Syrian President Bashar al-Assad communicated his plans and intentions in a speech to his country’s residents and the international community today. In his prepared remarks given to loud supporters, the Syrian president stated he was neither willing to give up the office he currently holds or negotiate with any group opposing him – either those in exile or on the ground in Syria. No one seemed surprised by the tone or content of these remarks and the US State Department announced that Assad has lost all legitimacy and should step aside to enable a political solution.
Clearly, this is not a surprise. Aside from Assad, and those in close proximity to the president, no one wants him to continue running the Syrian state – and I include Syria’s historical ally, Russia, in this group. On the other hand, the Syrian government while obstinate is not foolish. They clearly see what’s being written on the wall with an advancing opposition and deserting former supporters. While most people don’t know what is actually in Assad’s head, it would be logical to assume that given these developments, he would leave Syria if he and his allies were granted safe passage to another nation and a future life of stability and comfort.

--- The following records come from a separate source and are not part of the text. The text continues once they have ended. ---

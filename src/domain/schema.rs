//! Event schema registry: payload shape enforcement per [`EventKind`].
//!
//! Every envelope coming off the bus passes through
//! [`SchemaRegistry::validate`] before the dispatch bridge reads a single
//! field. Deserialization into the kind's payload struct enforces field
//! presence and JSON types; [`PayloadRules`] adds the semantic checks serde
//! cannot express.

use serde::de::DeserializeOwned;
use serde_json::{Map, Value};

use super::event::{
    Announcement, AssistanceRegistered, DataChange, DomainEvent, EventKind, GymRequestChanged,
    GymRequestStage, NotificationCreated, PresenceUpdated, ProfileUpdated, StatsUpdated,
    StatusUpdated, StreakMilestone, StreakUpdated, SubscriptionUpdated, TokensUpdated,
};
use crate::error::RealtimeError;

/// Semantic checks applied after a payload deserializes.
trait PayloadRules {
    /// Returns the reason the payload is unacceptable, if any.
    fn check(&self) -> Result<(), String>;
}

fn positive(field: &str, id: u64) -> Result<(), String> {
    if id == 0 {
        return Err(format!("{field} must be a positive id"));
    }
    Ok(())
}

fn non_empty(field: &str, value: &str) -> Result<(), String> {
    if value.trim().is_empty() {
        return Err(format!("{field} must not be empty"));
    }
    Ok(())
}

impl PayloadRules for NotificationCreated {
    fn check(&self) -> Result<(), String> {
        positive("userId", self.user_id)
    }
}

impl PayloadRules for AssistanceRegistered {
    fn check(&self) -> Result<(), String> {
        positive("userId", self.user_id)?;
        positive("gymId", self.gym_id)
    }
}

impl PayloadRules for PresenceUpdated {
    fn check(&self) -> Result<(), String> {
        positive("gymId", self.gym_id)
    }
}

impl PayloadRules for StreakUpdated {
    fn check(&self) -> Result<(), String> {
        positive("userId", self.user_id)?;
        if self.longest_streak < self.current_streak {
            return Err("longestStreak must be >= currentStreak".to_string());
        }
        Ok(())
    }
}

impl PayloadRules for StreakMilestone {
    fn check(&self) -> Result<(), String> {
        positive("userId", self.user_id)?;
        non_empty("message", &self.message)
    }
}

impl PayloadRules for TokensUpdated {
    fn check(&self) -> Result<(), String> {
        positive("userId", self.user_id)?;
        non_empty("reason", &self.reason)
    }
}

impl PayloadRules for SubscriptionUpdated {
    fn check(&self) -> Result<(), String> {
        positive("userId", self.user_id)?;
        non_empty("newSubscription", &self.new_subscription)
    }
}

impl PayloadRules for ProfileUpdated {
    fn check(&self) -> Result<(), String> {
        positive("userId", self.user_id)
    }
}

impl PayloadRules for StatusUpdated {
    fn check(&self) -> Result<(), String> {
        positive("accountId", self.account_id)?;
        if let Some(user_id) = self.user_id {
            positive("userId", user_id)?;
        }
        non_empty("email", &self.email)
    }
}

impl PayloadRules for GymRequestChanged {
    fn check(&self) -> Result<(), String> {
        positive("requestId", self.request_id)
    }
}

impl PayloadRules for StatsUpdated {
    fn check(&self) -> Result<(), String> {
        Ok(())
    }
}

impl PayloadRules for Announcement {
    fn check(&self) -> Result<(), String> {
        non_empty("message", &self.message)
    }
}

/// Stateless registry mapping each [`EventKind`] to its payload schema.
#[derive(Debug, Clone, Copy, Default)]
pub struct SchemaRegistry;

impl SchemaRegistry {
    /// Validates `payload` against the schema of `kind`.
    ///
    /// # Errors
    ///
    /// Returns [`RealtimeError::InvalidPayload`] when the payload is not a
    /// JSON object, a required field is missing or has the wrong type, or a
    /// semantic rule fails.
    pub fn validate(kind: EventKind, payload: &Value) -> Result<DomainEvent, RealtimeError> {
        let event = match kind {
            EventKind::NotificationCreated => {
                DomainEvent::NotificationCreated(parse(kind, payload)?)
            }
            EventKind::AssistanceRegistered => {
                DomainEvent::AssistanceRegistered(parse(kind, payload)?)
            }
            EventKind::PresenceUpdated => DomainEvent::PresenceUpdated(parse(kind, payload)?),
            EventKind::StreakUpdated => DomainEvent::StreakUpdated(parse(kind, payload)?),
            EventKind::StreakMilestone => DomainEvent::StreakMilestone(parse(kind, payload)?),
            EventKind::UserTokensUpdated => DomainEvent::UserTokensUpdated(parse(kind, payload)?),
            EventKind::UserSubscriptionUpdated => {
                DomainEvent::UserSubscriptionUpdated(parse(kind, payload)?)
            }
            EventKind::UserProfileUpdated => DomainEvent::UserProfileUpdated(parse(kind, payload)?),
            EventKind::UserStatusUpdated => DomainEvent::UserStatusUpdated(parse(kind, payload)?),
            EventKind::GymRequestCreated => {
                DomainEvent::GymRequest(GymRequestStage::Created, parse(kind, payload)?)
            }
            EventKind::GymRequestApproved => {
                DomainEvent::GymRequest(GymRequestStage::Approved, parse(kind, payload)?)
            }
            EventKind::GymRequestRejected => {
                DomainEvent::GymRequest(GymRequestStage::Rejected, parse(kind, payload)?)
            }
            EventKind::GymCreated
            | EventKind::GymUpdated
            | EventKind::GymDeleted
            | EventKind::AchievementCreated
            | EventKind::AchievementUpdated
            | EventKind::AchievementDeleted
            | EventKind::RewardCreated
            | EventKind::RewardUpdated
            | EventKind::RewardDeleted
            | EventKind::ExerciseCreated
            | EventKind::ExerciseUpdated
            | EventKind::ExerciseDeleted
            | EventKind::RoutineTemplateCreated
            | EventKind::RoutineTemplateUpdated
            | EventKind::RoutineTemplateDeleted => DomainEvent::DataChanged(parse_data(kind, payload)?),
            EventKind::AdminStatsUpdated => DomainEvent::AdminStatsUpdated(parse(kind, payload)?),
            EventKind::SystemAnnouncement => DomainEvent::SystemAnnouncement(parse(kind, payload)?),
        };
        Ok(event)
    }

    /// Lists the required payload fields of `kind`, for the catalog.
    #[must_use]
    pub const fn required_fields(kind: EventKind) -> &'static [&'static str] {
        match kind {
            EventKind::NotificationCreated => &["userId", "notification"],
            EventKind::AssistanceRegistered => &["userId", "gymId"],
            EventKind::PresenceUpdated => &["gymId", "currentCount"],
            EventKind::StreakUpdated => &["userId", "currentStreak", "longestStreak"],
            EventKind::StreakMilestone => &["userId", "milestone", "currentStreak", "message"],
            EventKind::UserTokensUpdated => {
                &["userId", "newBalance", "previousBalance", "delta", "reason"]
            }
            EventKind::UserSubscriptionUpdated => &["userId", "newSubscription", "isPremium"],
            EventKind::UserProfileUpdated => &["userId", "profile"],
            EventKind::UserStatusUpdated => &["accountId", "is_active", "email"],
            EventKind::GymRequestCreated
            | EventKind::GymRequestApproved
            | EventKind::GymRequestRejected => &["requestId"],
            EventKind::GymCreated
            | EventKind::GymUpdated
            | EventKind::GymDeleted
            | EventKind::AchievementCreated
            | EventKind::AchievementUpdated
            | EventKind::AchievementDeleted
            | EventKind::RewardCreated
            | EventKind::RewardUpdated
            | EventKind::RewardDeleted
            | EventKind::ExerciseCreated
            | EventKind::ExerciseUpdated
            | EventKind::ExerciseDeleted
            | EventKind::RoutineTemplateCreated
            | EventKind::RoutineTemplateUpdated
            | EventKind::RoutineTemplateDeleted => &["id"],
            EventKind::AdminStatsUpdated => &["stats"],
            EventKind::SystemAnnouncement => &["message", "priority"],
        }
    }
}

fn as_object(kind: EventKind, payload: &Value) -> Result<&Map<String, Value>, RealtimeError> {
    payload
        .as_object()
        .ok_or_else(|| RealtimeError::invalid_payload(kind, "payload must be a JSON object"))
}

fn parse<T>(kind: EventKind, payload: &Value) -> Result<T, RealtimeError>
where
    T: DeserializeOwned + PayloadRules,
{
    as_object(kind, payload)?;
    let parsed = T::deserialize(payload)
        .map_err(|e| RealtimeError::invalid_payload(kind, e.to_string()))?;
    parsed
        .check()
        .map_err(|reason| RealtimeError::invalid_payload(kind, reason))?;
    Ok(parsed)
}

/// Reference-data payloads are the record itself; only `id` is mandated.
fn parse_data(kind: EventKind, payload: &Value) -> Result<DataChange, RealtimeError> {
    let Some((entity, action)) = kind.data_change() else {
        return Err(RealtimeError::invalid_payload(
            kind,
            "kind does not describe a reference-data change",
        ));
    };
    let record = as_object(kind, payload)?;
    match record.get("id").and_then(Value::as_u64) {
        Some(id) if id > 0 => {}
        Some(_) => return Err(RealtimeError::invalid_payload(kind, "id must be a positive id")),
        None => {
            return Err(RealtimeError::invalid_payload(
                kind,
                "missing numeric field `id`",
            ));
        }
    }
    Ok(DataChange {
        entity,
        action,
        record: record.clone(),
    })
}

#[cfg(test)]
#[allow(clippy::panic)]
mod tests {
    use serde_json::json;

    use super::*;
    use crate::domain::event::{ChangeAction, DataEntity, Priority};

    fn reason_of(result: Result<DomainEvent, RealtimeError>) -> String {
        match result {
            Err(RealtimeError::InvalidPayload { reason, .. }) => reason,
            other => panic!("expected InvalidPayload, got {other:?}"),
        }
    }

    #[test]
    fn valid_tokens_payload_parses() {
        let payload = json!({
            "userId": 7, "newBalance": 150, "previousBalance": 100,
            "delta": 50, "reason": "checkin"
        });
        let Ok(DomainEvent::UserTokensUpdated(tokens)) =
            SchemaRegistry::validate(EventKind::UserTokensUpdated, &payload)
        else {
            panic!("tokens payload should validate");
        };
        assert_eq!(tokens.user_id, 7);
        assert_eq!(tokens.new_balance, 150);
        assert_eq!(tokens.delta, 50);
    }

    #[test]
    fn string_gym_id_is_rejected() {
        let payload = json!({"gymId": "not-a-number", "currentCount": 3});
        let reason = reason_of(SchemaRegistry::validate(EventKind::PresenceUpdated, &payload));
        assert!(reason.contains("invalid type"), "{reason}");
    }

    #[test]
    fn missing_required_field_is_rejected() {
        let payload = json!({"gymId": 4});
        let reason = reason_of(SchemaRegistry::validate(EventKind::PresenceUpdated, &payload));
        assert!(reason.contains("currentCount"), "{reason}");
    }

    #[test]
    fn non_object_payload_is_rejected() {
        let reason = reason_of(SchemaRegistry::validate(
            EventKind::SystemAnnouncement,
            &json!(["hello"]),
        ));
        assert_eq!(reason, "payload must be a JSON object");
    }

    #[test]
    fn zero_id_is_rejected() {
        let payload = json!({"userId": 0, "profile": {}});
        let reason = reason_of(SchemaRegistry::validate(EventKind::UserProfileUpdated, &payload));
        assert!(reason.contains("userId"));
    }

    #[test]
    fn object_fields_must_be_objects() {
        let payload = json!({"userId": 3, "notification": "ping"});
        assert!(SchemaRegistry::validate(EventKind::NotificationCreated, &payload).is_err());
    }

    #[test]
    fn streak_longest_below_current_is_rejected() {
        let payload = json!({"userId": 3, "currentStreak": 10, "longestStreak": 4});
        let reason = reason_of(SchemaRegistry::validate(EventKind::StreakUpdated, &payload));
        assert!(reason.contains("longestStreak"));
    }

    #[test]
    fn data_kinds_require_numeric_id() {
        let ok = SchemaRegistry::validate(EventKind::GymCreated, &json!({"id": 12, "name": "Iron"}));
        let Ok(DomainEvent::DataChanged(change)) = ok else {
            panic!("gym record should validate");
        };
        assert_eq!(change.entity, DataEntity::Gyms);
        assert_eq!(change.action, ChangeAction::Created);
        assert_eq!(change.record.get("name"), Some(&json!("Iron")));

        let missing = SchemaRegistry::validate(EventKind::RewardDeleted, &json!({"name": "x"}));
        assert!(reason_of(missing).contains("`id`"));
    }

    #[test]
    fn status_keeps_snake_case_is_active() {
        let payload = json!({"accountId": 5, "is_active": false, "email": "a@b.c"});
        let Ok(DomainEvent::UserStatusUpdated(status)) =
            SchemaRegistry::validate(EventKind::UserStatusUpdated, &payload)
        else {
            panic!("status payload should validate");
        };
        assert!(!status.is_active);
        assert_eq!(status.user_id, None);
    }

    #[test]
    fn announcement_priority_is_closed() {
        let ok = json!({"message": "Maintenance at 2am", "priority": "high"});
        let Ok(DomainEvent::SystemAnnouncement(a)) =
            SchemaRegistry::validate(EventKind::SystemAnnouncement, &ok)
        else {
            panic!("announcement should validate");
        };
        assert_eq!(a.priority, Priority::High);

        let bad = json!({"message": "hi", "priority": "critical"});
        assert!(SchemaRegistry::validate(EventKind::SystemAnnouncement, &bad).is_err());
    }

    #[test]
    fn typed_events_validate_after_round_trip() {
        let event = DomainEvent::StreakMilestone(StreakMilestone {
            user_id: 9,
            milestone: 30,
            current_streak: 30,
            message: "30 days in a row!".to_string(),
        });
        let Ok(envelope) = event.clone().into_envelope() else {
            panic!("milestone serializes");
        };
        let validated = SchemaRegistry::validate(envelope.kind, &envelope.payload);
        assert!(matches!(validated, Ok(ref e) if *e == event));
    }

    #[test]
    fn every_kind_lists_required_fields() {
        for kind in EventKind::ALL {
            assert!(!SchemaRegistry::required_fields(kind).is_empty(), "{kind}");
        }
    }
}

The former-US President William Jefferson Clinton has been quoted as saying that despots do the “right thing” once they are shown how doing that “right thing” would benefit them personally. Assad is no different and I propose that one reason why he hasn’t left Syria is because no one has shown him how his departure will help save his life. No country has come forward to propose exile for him and his family, and, given what happened to Moammar Gaddafi, Assad is not just going to give up the presidency and leave himself at the mercy of the opposition. He may have done that a year ago but not today and, therefore, to expect him to just step aside is a foolish presumption.
I also can appreciate the difficulty of selling this solution to the Syrians, who have lost thousands to Assad’s forces, Turkey, Israel, and, perhaps most importantly, Saudi Arabia. These parties will not accept anything less than Assad’s prosecution and unless this comes off the table, the Syrian president will not step down. Therein lies the Catch-22.
However, the international community and the Syrian opposition need to logically consider the growing cost – in human and monetary terms – of this conflict and make a dispassionate decision about the future of Syria. Otherwise, there is a very real possibility that the future will be filled with not one Syrian nation but perhaps three or more small countries that constantly engage in unending skirmishes.